Thursday, October 29, 2009

creeping in

so, i told ya that saga of my glasses that the dog chewed. let me shovel deeper into the truth of it all. we all sin. we all make mistakes. we all knowingly do wrong at times. its like that little untruth that we tell or agree to. sin. it is like we are driving down the road and suddenly realize that our vision isn't what it used to be. sin. we can't really say it happened all at once... just little by little, each lie, each untruth, each.... and this sin that Satan is laughing at has caused us to need glasses, continued we become completely blind.... sin. it destroys eyesight. it blinds us to the truth of God. sin. such a small word with such a big price. sin.

trusting in plastic

sometimes we just take things for granted. we eat, we sleep, we do what we do. then suddenly, without prior warning, something is gone. something is missing. yesterday i came face to face with this. i was sick the day before and who knows where i laid my glasses. well the dog knew. yep, started cleaning and disinfecting and sweeping, when there they lay on 'his' bed, chewed, mangled and destroyed. and now i am without my safety net. no glasses. no money.

Monday, October 26, 2009

cake walk

yesterday, I was sat down by an 80 year old woman after church. she meant no harm other than to have her way.... cake walks are gamblin' and I don't approve of it at the church. in shock, all i could say was gamblin'. i have never heard of that before. apparently her mom raise them strict. i felt sorry for her as she said, they never played cards and Christmas trees should not be in a church. it really made me want to buy her a set of UNO cards for Christmas just for the heck of it. she stumbled to try to make a point of the gamblin' issue saying you walk around and maybe if you land on the number they call, you'll go home with a cake.

(so cindy might go to the football game and cheer for her team and just maybe we will win and if we do, i will go home with a little joy.... is that gamblin' too?
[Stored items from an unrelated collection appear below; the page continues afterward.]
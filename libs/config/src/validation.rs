//! Configuration Validation
//!
//! Detects placeholder ("unconfigured") values and checks the remaining
//! values before any network connection is attempted.

use crate::constants::{PLACEHOLDER_PASSWORD, PLACEHOLDER_SSID};
use crate::device_config::DeviceConfig;
use crate::error::{ConfigError, Result};
use crate::hostname::check_hostname;
use serde::{Serialize, Serializer};
use std::fmt;
use tracing::{debug, info, warn};

/// Longest SSID an 802.11 access point can advertise
pub const MAX_SSID_LEN: usize = 32;

/// Placeholders shipped by common firmware templates
const KNOWN_PLACEHOLDERS: &[&str] = &[
    PLACEHOLDER_SSID,
    PLACEHOLDER_PASSWORD,
    "YOUR_WIFI_SSID",
    "YOUR_WIFI_PASSWORD",
    "YOUR-SSID",
    "YOUR-CREDENTIALS",
];

/// One of the four configuration options
#[derive(Debug, Clone, Copy, PartialEq, Eq, Hash)]
pub enum Field {
    Ssid,
    Password,
    Hostname,
    HttpPort,
}

impl Field {
    pub const ALL: [Field; 4] = [Field::Ssid, Field::Password, Field::Hostname, Field::HttpPort];

    /// Dotted key used in TOML files
    pub fn key(self) -> &'static str {
        match self {
            Field::Ssid => "wifi.ssid",
            Field::Password => "wifi.password",
            Field::Hostname => "server.hostname",
            Field::HttpPort => "server.http_port",
        }
    }

    /// Runtime environment variable overriding this field
    pub fn env_var(self) -> &'static str {
        match self {
            Field::Ssid => "BRACCIO_WIFI__SSID",
            Field::Password => "BRACCIO_WIFI__PASSWORD",
            Field::Hostname => "BRACCIO_SERVER__HOSTNAME",
            Field::HttpPort => "BRACCIO_SERVER__HTTP_PORT",
        }
    }
}

impl Serialize for Field {
    fn serialize<S: Serializer>(&self, serializer: S) -> std::result::Result<S::Ok, S::Error> {
        serializer.serialize_str(self.key())
    }
}

impl fmt::Display for Field {
    fn fmt(&self, f: &mut fmt::Formatter<'_>) -> fmt::Result {
        f.write_str(self.key())
    }
}

/// True if `value` is a sentinel left for the deployer to replace.
pub fn is_placeholder(value: &str) -> bool {
    let trimmed = value.trim();
    if trimmed.len() > 2 && trimmed.starts_with('<') && trimmed.ends_with('>') {
        return true;
    }
    KNOWN_PLACEHOLDERS
        .iter()
        .any(|p| p.eq_ignore_ascii_case(trimmed))
}

/// Which fields of `config` still hold placeholder values
pub fn unconfigured_fields(config: &DeviceConfig) -> Vec<Field> {
    let mut fields = Vec::new();
    if is_placeholder(&config.wifi.ssid) {
        fields.push(Field::Ssid);
    }
    if is_placeholder(config.wifi.password.expose()) {
        fields.push(Field::Password);
    }
    if is_placeholder(&config.server.hostname) {
        fields.push(Field::Hostname);
    }
    fields
}

/// Device configuration validator
pub struct ConfigValidator<'a> {
    config: &'a DeviceConfig,
}

impl<'a> ConfigValidator<'a> {
    pub fn new(config: &'a DeviceConfig) -> Self {
        Self { config }
    }

    /// Run all validation checks
    pub fn validate_all(&self) -> Result<ValidationReport> {
        let mut report = ValidationReport::new();

        self.validate_placeholders(&mut report);
        self.validate_wifi(&mut report);
        self.validate_server(&mut report);

        report.log();

        if !report.unconfigured().is_empty() {
            Err(ConfigError::Unconfigured {
                fields: report.unconfigured().to_vec(),
            })
        } else if report.has_errors() {
            Err(ConfigError::Validation {
                message: format!(
                    "Validation failed with {} errors: {}",
                    report.error_count(),
                    report.errors().join("; ")
                ),
            })
        } else {
            Ok(report)
        }
    }

    fn validate_placeholders(&self, report: &mut ValidationReport) {
        for field in unconfigured_fields(self.config) {
            report.add_error(format!(
                "{} holds a placeholder; set it in the config file or {}",
                field,
                field.env_var()
            ));
            report.unconfigured.push(field);
        }
    }

    fn validate_wifi(&self, report: &mut ValidationReport) {
        let wifi = &self.config.wifi;

        if wifi.ssid.is_empty() {
            report.add_error(format!("{} is empty", Field::Ssid));
        } else if wifi.ssid.len() > MAX_SSID_LEN {
            report.add_warning(format!(
                "{} is {} bytes; access points advertise at most {}",
                Field::Ssid,
                wifi.ssid.len(),
                MAX_SSID_LEN
            ));
        }

        if wifi.password.is_empty() {
            report.add_warning(format!(
                "{} is empty; joining '{}' as an open network",
                Field::Password,
                wifi.ssid
            ));
        }
    }

    fn validate_server(&self, report: &mut ValidationReport) {
        let server = &self.config.server;

        // Placeholder hostnames are already reported as unconfigured
        if !report.unconfigured.contains(&Field::Hostname) {
            if let Err(e) = check_hostname(&server.hostname) {
                report.add_error(format!("{} '{}': {}", Field::Hostname, server.hostname, e));
            }
        }

        match server.http_port {
            0 => report.add_warning(format!(
                "{} is 0; the OS will pick an ephemeral port",
                Field::HttpPort
            )),
            80 => report.add_info(format!(
                "{} is 80, the conventional unencrypted HTTP port",
                Field::HttpPort
            )),
            _ => {}
        }
    }
}

/// Outcome of a validation pass
#[derive(Debug, Default, Clone)]
pub struct ValidationReport {
    errors: Vec<String>,
    warnings: Vec<String>,
    info: Vec<String>,
    unconfigured: Vec<Field>,
}

impl ValidationReport {
    pub fn new() -> Self {
        Self::default()
    }

    pub fn add_error(&mut self, message: String) {
        self.errors.push(message);
    }

    pub fn add_warning(&mut self, message: String) {
        self.warnings.push(message);
    }

    pub fn add_info(&mut self, message: String) {
        self.info.push(message);
    }

    pub fn has_errors(&self) -> bool {
        !self.errors.is_empty()
    }

    pub fn error_count(&self) -> usize {
        self.errors.len()
    }

    pub fn warning_count(&self) -> usize {
        self.warnings.len()
    }

    pub fn info_count(&self) -> usize {
        self.info.len()
    }

    pub fn errors(&self) -> &[String] {
        &self.errors
    }

    pub fn warnings(&self) -> &[String] {
        &self.warnings
    }

    pub fn info(&self) -> &[String] {
        &self.info
    }

    pub fn unconfigured(&self) -> &[Field] {
        &self.unconfigured
    }

    fn log(&self) {
        for message in &self.errors {
            warn!("config error: {}", message);
        }
        for message in &self.warnings {
            warn!("config warning: {}", message);
        }
        for message in &self.info {
            debug!("config: {}", message);
        }
        info!(
            errors = self.error_count(),
            warnings = self.warning_count(),
            "Configuration validated"
        );
    }
}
Huh? Or what about going into the shoe store only to see a pair on sale plus you got another 20% off, is that gamblin' cause you got more than you thought or more than you deserve?)

i was polite, yet in the end it was fairly clear that her way was right and i felt judged. clearly life for her has been no cake walk. i know that this lady may have 20 years left or less. i really hope that God has a big surprise at the banquet table just for her.... perhaps he will allow her to do the cake walk.

Monday, August 24, 2009

tired

taking these meds have made me really tired, yet my sinus infection is improving. got to spend some time with our McDonough friends yesterday and made me miss that place some. know we are here for a reason and know that we have not yet finished our purpose. dragging myself out of bed and just around today. really feel medicated. with a cup of coffee in hand, i feel as though i could go to bed now (6;35pm) and sleep through the night and into the next day. wonder about myself though. need to lose this weight and get to a point where i can tone. got a lot to do and don't know where to start and part of me doesn't want to.

Wednesday, July 22, 2009

string bikini

diverted eye so easily. wanting to do right but thinking that good is best. when best and good are not even related. got opportunity around and seems so right. why would i be left in this desert. money's gone and seems no hope. saw a string bikini in the distance. seems good for the moment and we move that way. just want a chance to get wet for the day. loving the sun and hating the drought. hating the moving and wanting to plant... but wondering if this is it. saw where i was and miss parts of it a bunch. just can't imagine what God has in store. wanting it all, all the more. why didn't i do more at avalon.